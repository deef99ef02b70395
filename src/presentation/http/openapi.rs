// src/presentation/http/openapi.rs
use crate::application::dto::{ArticleDto, CarModelDto, ContactSubmissionDto};
use axum::{Router, response::Redirect, routing::get};
use serde::{Deserialize, Serialize};
use std::{collections::HashSet, env, fs::File, io::BufWriter, path::Path};
use utoipa::openapi::{
    Components,
    security::{Http, HttpAuthScheme, SecurityScheme},
    server::Server,
};
use utoipa::{Modify, OpenApi, ToSchema};
use utoipa_redoc::{Redoc, Servable};
use utoipa_swagger_ui::SwaggerUi;

#[derive(Debug, Serialize, Deserialize, ToSchema)]
pub struct StatusResponse {
    pub status: String,
}

/// Documented shape of `Page<ArticleDto>`.
#[derive(Debug, Serialize, Deserialize, ToSchema)]
pub struct ArticleListResponse {
    pub items: Vec<ArticleDto>,
    pub page: u32,
    pub page_size: u32,
    pub page_count: u64,
    pub total: u64,
}

/// Documented shape of `Page<CarModelDto>`.
#[derive(Debug, Serialize, Deserialize, ToSchema)]
pub struct CarModelListResponse {
    pub items: Vec<CarModelDto>,
    pub page: u32,
    pub page_size: u32,
    pub page_count: u64,
    pub total: u64,
}

/// Documented shape of `Page<ContactSubmissionDto>`.
#[derive(Debug, Serialize, Deserialize, ToSchema)]
pub struct ContactSubmissionListResponse {
    pub items: Vec<ContactSubmissionDto>,
    pub page: u32,
    pub page_size: u32,
    pub page_count: u64,
    pub total: u64,
}

#[derive(OpenApi)]
#[openapi(
    paths(
        crate::presentation::http::controllers::articles::list_articles,
        crate::presentation::http::controllers::articles::get_article_by_slug,
        crate::presentation::http::controllers::articles::get_article,
        crate::presentation::http::controllers::articles::create_article,
        crate::presentation::http::controllers::articles::update_article,
        crate::presentation::http::controllers::articles::delete_article,
        crate::presentation::http::controllers::car_models::list_car_models,
        crate::presentation::http::controllers::car_models::get_car_model_by_slug,
        crate::presentation::http::controllers::car_models::get_car_model,
        crate::presentation::http::controllers::car_models::create_car_model,
        crate::presentation::http::controllers::car_models::update_car_model,
        crate::presentation::http::controllers::car_models::delete_car_model,
        crate::presentation::http::controllers::homepage::get_homepage,
        crate::presentation::http::controllers::homepage::save_homepage,
        crate::presentation::http::controllers::about::get_about_page,
        crate::presentation::http::controllers::about::save_about_page,
        crate::presentation::http::controllers::contact::submit_contact,
        crate::presentation::http::controllers::contact::list_contact_submissions,
        crate::presentation::http::controllers::contact::get_contact_submission,
        crate::presentation::http::controllers::contact::update_contact_status,
        crate::presentation::http::controllers::contact::delete_contact_submission,
        crate::presentation::http::controllers::media::request_upload_url,
        crate::presentation::http::controllers::media::delete_media,
        super::routes::health
    ),
    components(
        schemas(
            StatusResponse,
            ArticleListResponse,
            CarModelListResponse,
            ContactSubmissionListResponse,
            crate::presentation::http::error::ErrorResponse,
            crate::presentation::http::controllers::StatusMessage,
            crate::presentation::http::controllers::articles::CreateArticleRequest,
            crate::presentation::http::controllers::articles::UpdateArticleRequest,
            crate::presentation::http::controllers::car_models::CarColorRequest,
            crate::presentation::http::controllers::car_models::GalleryImageRequest,
            crate::presentation::http::controllers::car_models::CreateCarModelRequest,
            crate::presentation::http::controllers::car_models::UpdateCarModelRequest,
            crate::presentation::http::controllers::homepage::HeroRequest,
            crate::presentation::http::controllers::homepage::FeatureCardRequest,
            crate::presentation::http::controllers::homepage::SectionRequest,
            crate::presentation::http::controllers::homepage::SaveHomepageRequest,
            crate::presentation::http::controllers::about::SaveAboutPageRequest,
            crate::presentation::http::controllers::contact::SubmitContactRequest,
            crate::presentation::http::controllers::contact::UpdateContactStatusRequest,
            crate::presentation::http::controllers::media::UploadUrlRequest,
            crate::presentation::http::controllers::media::DeleteMediaRequest,
            crate::application::dto::ArticleDto,
            crate::application::dto::CarModelDto,
            crate::application::dto::CarColorDto,
            crate::application::dto::GalleryImageDto,
            crate::application::dto::HomepageDto,
            crate::application::dto::HeroDto,
            crate::application::dto::SectionDto,
            crate::application::dto::SectionBodyDto,
            crate::application::dto::FeatureCardDto,
            crate::application::dto::AboutPageDto,
            crate::application::dto::ContactSubmissionDto,
            crate::application::dto::UploadTicketDto,
            crate::application::dto::DeleteMediaResultDto
        )
    ),
    tags(
        (name = "Articles", description = "News and blog articles"),
        (name = "Car Models", description = "Vehicle catalog"),
        (name = "Homepage", description = "Hero block and homepage sections"),
        (name = "About", description = "About page"),
        (name = "Contact", description = "Contact form and submission inbox"),
        (name = "Media", description = "Image upload coordination"),
        (name = "System", description = "System level endpoints")
    ),
    modifiers(&ApiDocCustomizer),
    info(
        title = "Showroom CMS API",
        description = "Content backend for a car dealership website",
        version = "0.1.0"
    )
)]
pub struct ApiDoc;

struct ApiDocCustomizer;

impl Modify for ApiDocCustomizer {
    fn modify(&self, openapi: &mut utoipa::openapi::OpenApi) {
        let components = openapi.components.get_or_insert_with(Components::default);
        let mut http = Http::new(HttpAuthScheme::Bearer);
        http.description = Some("Admin API token".into());
        components.add_security_scheme("bearerAuth", SecurityScheme::Http(http));

        let servers = openapi.servers.get_or_insert_with(Vec::new);
        servers.clear();

        let mut urls: Vec<String> = env::var("PUBLIC_API_URLS")
            .ok()
            .map(|value| {
                value
                    .split(',')
                    .map(str::trim)
                    .filter(|segment| !segment.is_empty())
                    .map(|segment| segment.trim_end_matches('/').to_string())
                    .collect()
            })
            .unwrap_or_default();

        if !urls.iter().any(|url| url == "http://localhost:8080") {
            urls.push("http://localhost:8080".to_string());
        }

        let mut seen = HashSet::new();
        for url in urls {
            if seen.insert(url.clone()) {
                servers.push(Server::new(url));
            }
        }
    }
}

pub async fn serve_openapi() -> axum::Json<utoipa::openapi::OpenApi> {
    axum::Json(ApiDoc::openapi())
}

pub fn docs_router() -> Router {
    let openapi = ApiDoc::openapi();
    let swagger = SwaggerUi::new("/docs").url("/api-docs/openapi.json", openapi.clone());
    let redoc = Redoc::with_url("/redoc", openapi);
    Router::new()
        .route("/openapi.json", get(serve_openapi))
        .merge(swagger)
        .merge(redoc)
        .route("/", get(|| async { Redirect::permanent("/docs") }))
}

pub fn write_openapi_snapshot() -> std::io::Result<()> {
    let spec = ApiDoc::openapi();
    let output_path =
        env::var("OPENAPI_SNAPSHOT_PATH").unwrap_or_else(|_| "spec/openapi.json".to_string());
    let path = Path::new(&output_path);
    if let Some(parent) = path.parent() {
        std::fs::create_dir_all(parent)?;
    }
    let file = File::create(path)?;
    let writer = BufWriter::new(file);
    serde_json::to_writer_pretty(writer, &spec)?;
    Ok(())
}

#[cfg(test)]
mod tests {
    use super::*;

    #[test]
    fn document_lists_every_api_path() {
        let doc = ApiDoc::openapi();
        let paths: Vec<&str> = doc.paths.paths.keys().map(String::as_str).collect();
        for expected in [
            "/health",
            "/api/v1/articles",
            "/api/v1/articles/{id}",
            "/api/v1/articles/by-slug/{slug}",
            "/api/v1/car-models",
            "/api/v1/car-models/{id}",
            "/api/v1/car-models/by-slug/{slug}",
            "/api/v1/homepage",
            "/api/v1/about",
            "/api/v1/contact",
            "/api/v1/contact-submissions",
            "/api/v1/contact-submissions/{id}",
            "/api/v1/media/upload-url",
            "/api/v1/media/delete",
        ] {
            assert!(paths.contains(&expected), "missing {expected}");
        }
    }

    #[test]
    fn bearer_scheme_is_registered() {
        let doc = ApiDoc::openapi();
        let components = doc.components.expect("components");
        assert!(components.security_schemes.contains_key("bearerAuth"));
    }
}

--------------------------------

For every line in the listing above that contains "SecurityScheme", copy that line.

RESPONSE BOX ->
    security::{Http, HttpAuthScheme, SecurityScheme},
        components.add_security_scheme("bearerAuth", SecurityScheme::Http(http));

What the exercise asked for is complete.